◆ Goal of the exercise ◆
Write out every line exactly, from the first line of the records below through the line that contains "-> Result<Response, StudioError>".

*** Material for this exercise ***

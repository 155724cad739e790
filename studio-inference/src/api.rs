//! Inference route of the backend API.

use crate::service::{InferenceRequest, InferenceService};
use axum::Router;
use axum::extract::State;
use axum::response::Response;
use axum::routing::post;
use studio_core::error::StudioError;
use studio_core::http::{JsonBody, sse_response};

/// `POST /api/v1/inference/chat`, answered as `text/event-stream`.
pub fn router(service: InferenceService) -> Router {
    Router::new()
        .route("/api/v1/inference/chat", post(chat))
        .with_state(service)
}

async fn chat(
    State(service): State<InferenceService>,
    JsonBody(request): JsonBody<InferenceRequest>,
) -> Result<Response, StudioError> {
    let frames = service.stream(request).await?;
    Ok(sse_response(frames))
}

#[cfg(test)]
mod tests {
    use super::*;
    use crate::service::testing::service;
    use axum::body::Body;
    use axum::http::{Request, StatusCode, header};
    use serde_json::{Value, json};
    use studio_core::llm::ScriptedBackend;
    use tower::ServiceExt;

    fn post_chat(body: Value) -> Request<Body> {
        Request::builder()
            .method("POST")
            .uri("/api/v1/inference/chat")
            .header(header::CONTENT_TYPE, "application/json")
            .body(Body::from(body.to_string()))
            .unwrap()
    }

    #[tokio::test]
    async fn test_chat_streams_sse() {
        let app = router(service(ScriptedBackend::reply("hi there", 2), false));
        let resp = app
            .oneshot(post_chat(json!({"deploy_id": "d1", "text": "hello"})))
            .await
            .unwrap();
        assert_eq!(resp.status(), StatusCode::OK);
        assert_eq!(
            resp.headers()[header::CONTENT_TYPE],
            studio_core::sse::CONTENT_TYPE
        );
        let bytes = axum::body::to_bytes(resp.into_body(), 1 << 20).await.unwrap();
        let text = String::from_utf8(bytes.to_vec()).unwrap();
        assert!(text.contains("\"tokens_decoded\":2"));
        assert!(text.ends_with("data: [DONE]\n\n"));
    }

    #[tokio::test]
    async fn test_unknown_deployment_is_404() {
        let app = router(service(ScriptedBackend::reply("x", 1), false));
        let resp = app
            .oneshot(post_chat(json!({"deploy_id": "nope", "text": "hello"})))
            .await
            .unwrap();
        assert_eq!(resp.status(), StatusCode::NOT_FOUND);
        let bytes = axum::body::to_bytes(resp.into_body(), 1 << 20).await.unwrap();
        let body: Value = serde_json::from_slice(&bytes).unwrap();
        assert_eq!(body["error_kind"], "not_found");
    }

    #[tokio::test]
    async fn test_missing_prompt_is_bad_request() {
        let app = router(service(ScriptedBackend::reply("x", 1), false));
        let resp = app
            .oneshot(post_chat(json!({"deploy_id": "d1"})))
            .await
            .unwrap();
        assert_eq!(resp.status(), StatusCode::BAD_REQUEST);
    }
}
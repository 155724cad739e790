//! HTTP adapter for model containers speaking the OpenAI chat API.

use async_trait::async_trait;
use futures::StreamExt;
use serde_json::{Value, json};
use std::time::Duration;
use studio_core::config::InferenceConfig;
use studio_core::llm::{ChatBackend, ChatRequest, ChunkStream, LlmError};
use studio_core::sse::{DONE, SseDecoder, SseEvent};
use tracing::debug;

/// Shared HTTP client for upstream calls.
///
/// Only the connect phase is bounded here; first-byte and idle bounds are
/// applied per request because a healthy stream may run for minutes.
pub fn http_client(config: &InferenceConfig) -> Result<reqwest::Client, LlmError> {
    reqwest::Client::builder()
        .connect_timeout(Duration::from_secs(config.connect_timeout_secs))
        .build()
        .map_err(|e| LlmError::InvalidRequest {
            message: format!("Failed to build HTTP client: {e}"),
        })
}

/// Streams chat completions from one model container.
#[derive(Debug, Clone)]
pub struct HttpChatBackend {
    http: reqwest::Client,
    url: String,
    token: Option<String>,
    first_byte_timeout: Duration,
}

impl HttpChatBackend {
    pub fn new(
        http: reqwest::Client,
        url: impl Into<String>,
        token: Option<String>,
        first_byte_timeout: Duration,
    ) -> Self {
        Self {
            http,
            url: url.into(),
            token,
            first_byte_timeout,
        }
    }

    pub fn url(&self) -> &str {
        &self.url
    }

    /// Body sent upstream. Streaming and per-chunk usage are always on so the
    /// proxy can account tokens.
    fn request_body(request: &ChatRequest) -> Value {
        let mut body = json!({
            "model": request.model,
            "messages": request.messages,
            "temperature": request.sampling.temperature,
            "top_k": request.sampling.top_k,
            "top_p": request.sampling.top_p,
            "max_tokens": request.sampling.max_tokens,
            "stream": true,
            "stream_options": {
                "include_usage": true,
                "continuous_usage_stats": true,
            },
        });
        if !request.tools.is_empty() {
            body["tools"] = json!(request.tools);
        }
        body
    }

    fn map_send_error(&self, e: reqwest::Error) -> LlmError {
        if e.is_timeout() {
            LlmError::Timeout {
                stage: "upstream request".into(),
                timeout_secs: self.first_byte_timeout.as_secs(),
            }
        } else if e.is_connect() {
            LlmError::Connection {
                target: self.url.clone(),
                message: e.to_string(),
            }
        } else {
            LlmError::Streaming {
                message: format!("Request failed: {e}"),
            }
        }
    }
}

#[async_trait]
impl ChatBackend for HttpChatBackend {
    async fn generate(&self, request: ChatRequest) -> Result<ChunkStream, LlmError> {
        let body = Self::request_body(&request);
        let mut builder = self.http.post(&self.url).json(&body);
        if let Some(token) = &self.token {
            builder = builder.bearer_auth(token);
        }

        debug!(url = %self.url, model = %request.model, "Dispatching upstream request");
        let response = tokio::time::timeout(self.first_byte_timeout, builder.send())
            .await
            .map_err(|_| LlmError::Timeout {
                stage: "waiting for upstream response".into(),
                timeout_secs: self.first_byte_timeout.as_secs(),
            })?
            .map_err(|e| self.map_send_error(e))?;

        let status = response.status();
        if !status.is_success() {
            let body = response.text().await.unwrap_or_default();
            return Err(LlmError::Http {
                status: status.as_u16(),
                body,
            });
        }

        let mut bytes = response.bytes_stream();
        let stream = async_stream::stream! {
            let mut decoder = SseDecoder::new();
            while let Some(chunk) = bytes.next().await {
                let chunk = match chunk {
                    Ok(chunk) => chunk,
                    Err(e) => {
                        yield Err(LlmError::Streaming { message: e.to_string() });
                        return;
                    }
                };
                for event in decoder.push(&chunk) {
                    if let SseEvent::Data(payload) = event {
                        if payload.trim() == DONE {
                            return;
                        }
                        yield Ok(payload);
                    }
                }
            }
            if let Some(SseEvent::Data(payload)) = decoder.finish()
                && payload.trim() != DONE
            {
                yield Ok(payload);
            }
        };
        Ok(Box::pin(stream))
    }

    fn name(&self) -> &str {
        "http"
    }
}
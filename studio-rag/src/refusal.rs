//! Refusal phrases and the standard refusal message.

/// Phrases that mark a model reply as an explicit refusal. Matched against
/// the lowercased reply.
pub const REFUSAL_PHRASES: &[&str] = &[
    "i cannot answer this based on the provided documents",
    "i can't answer this based on the provided documents",
    "i cannot answer based on the provided documents",
    "the documents don't contain",
    "the documents do not contain",
    "the provided documents do not",
    "the provided documents don't",
    "not mentioned in the provided documents",
    "i don't have enough information",
    "i do not have enough information",
];

/// Instruction telling the model how to refuse.
pub const REFUSAL_INSTRUCTION: &str = "If the documents do not contain the answer, reply exactly: \"I cannot answer this based on the provided documents.\"";

pub fn is_refusal(response: &str) -> bool {
    let lowered = response.to_lowercase();
    REFUSAL_PHRASES.iter().any(|p| lowered.contains(p))
}

/// The message returned instead of an ungrounded answer.
pub fn refusal_message(query: &str) -> String {
    format!(
        "I couldn't find enough reliable information in your documents to answer: \"{query}\"\n\n\
         You could try:\n\
         - uploading documents that cover this topic\n\
         - rephrasing the question with more specific terms\n\
         - asking about something the current documents discuss"
    )
}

***

◆ Response ◆
repository 155724cad739e790
filename studio-inference/src/api.rs
//! Inference route of the backend API.

use crate::service::{InferenceRequest, InferenceService};
use axum::Router;
use axum::extract::State;
use axum::response::Response;
use axum::routing::post;
use studio_core::error::StudioError;
use studio_core::http::{JsonBody, sse_response};

/// `POST /api/v1/inference/chat`, answered as `text/event-stream`.
pub fn router(service: InferenceService) -> Router {
    Router::new()
        .route("/api/v1/inference/chat", post(chat))
        .with_state(service)
}

async fn chat(
    State(service): State<InferenceService>,
    JsonBody(request): JsonBody<InferenceRequest>,
) -> Result<Response, StudioError> {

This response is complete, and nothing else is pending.